Peripheral arterial disease

Peripheral Arterial Disease occurs when there is a narrowing of the blood vessels outside the heart.

This happens when plaque, a substance made up of fat and cholesterol , builds up on the walls of the arteries that supply blood to the arms and legs. The plaque causes the arteries to narrow or become blocked. This can decrease or interrupt blood flow, generally to the legs , causing pain or numbness.

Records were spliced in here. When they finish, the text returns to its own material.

//! merge::commit
//!
//! Merge-commit synthesis: wrap a merged tree into a new multi-parent
//! commit with derived authorship.
//!
//! # Derivation rules
//!
//! - Parent list: the contributing tip ids, in config iteration order.
//! - Timestamp and timezone: taken from the contributing commit with the
//!   strictly latest committer time; on a tie, the earliest config in
//!   order wins.
//! - Identity: always the destination repository's operator identity,
//!   never a source author's. Only the *when* is inherited.
//!
//! On overlap the synthesis writes nothing and returns the overlap list as
//! a distinct variant, so the orchestrator can skip the ref update while
//! still recording a result.

use crate::core::config::SubtreeConfig;
use crate::core::types::Oid;
use crate::git::{Git, GitError};
use crate::merge::tree::{self, TreeMergeOutcome};
use crate::merge::OverlapEntry;

/// Result of a synthesis attempt: a written commit or the collisions that
/// prevented one.
#[derive(Debug)]
pub enum SynthesisOutcome {
    /// The merge commit was written (no ref has been moved yet).
    Merged {
        /// Id of the new commit.
        commit: Oid,
        /// The inherited committer time, seconds since epoch.
        when_secs: i64,
    },
    /// Sources collided; no object was written.
    Overlapping(Vec<OverlapEntry>),
}

/// Synthesize one merge commit from the given (config, tip) pairs.
///
/// `tips` must be non-empty and in config iteration order; its order
/// becomes the parent order of the new commit.
pub fn create_merge_commit(
    git: &Git,
    tips: &[(&SubtreeConfig, Oid)],
    message: &str,
) -> Result<SynthesisOutcome, GitError> {
    if tips.is_empty() {
        return Err(GitError::Internal {
            message: "merge commit requested with no contributing commits".to_string(),
        });
    }

    let mut sources = Vec::with_capacity(tips.len());
    for (config, tip) in tips {
        sources.push(git.tree_entries(tip, config.directory())?);
    }

    let entries = match tree::merge_entries(&sources) {
        TreeMergeOutcome::Merged(entries) => entries,
        TreeMergeOutcome::Overlapping(overlaps) => {
            let named = overlaps
                .into_iter()
                .map(|o| OverlapEntry {
                    source_a: tips[o.source_a].0.name().to_string(),
                    path_a: o.path_a,
                    source_b: tips[o.source_b].0.name().to_string(),
                    path_b: o.path_b,
                })
                .collect();
            return Ok(SynthesisOutcome::Overlapping(named));
        }
    };

    let tree = git.write_tree(&entries)?;
    let (when_secs, when_offset) = latest_committer_time(git, tips)?;

    let parents: Vec<Oid> = tips.iter().map(|(_, tip)| tip.clone()).collect();
    let commit = git.write_merge_commit(&tree, &parents, message, when_secs, when_offset)?;

    Ok(SynthesisOutcome::Merged { commit, when_secs })
}

/// Pick the latest committer time among the contributing commits.
///
/// Strict comparison: a later commit replaces the candidate only when its
/// time is greater, so ties resolve to the earliest config in order.
fn latest_committer_time(
    git: &Git,
    tips: &[(&SubtreeConfig, Oid)],
) -> Result<(i64, i32), GitError> {
    let mut latest: Option<(i64, i32)> = None;
    for (_, tip) in tips {
        let (secs, offset) = git.committer_time(tip)?;
        if latest.map_or(true, |(latest_secs, _)| secs > latest_secs) {
            latest = Some((secs, offset));
        }
    }
    latest.ok_or_else(|| GitError::Internal {
        message: "no committer time available".to_string(),
    })
}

When the obstruction of blood flow is severe enough it can cause tissue death. If these pictures are not treated, it may be necessary to amputate the foot or leg.

A person with PAD also has an increased risk of heart attack , stroke, and transient ischemic attack. Plaque buildup in the arteries can often be stopped or reversed with changes in diet, exercise, and efforts to decrease high cholesterol levels and high blood pressure.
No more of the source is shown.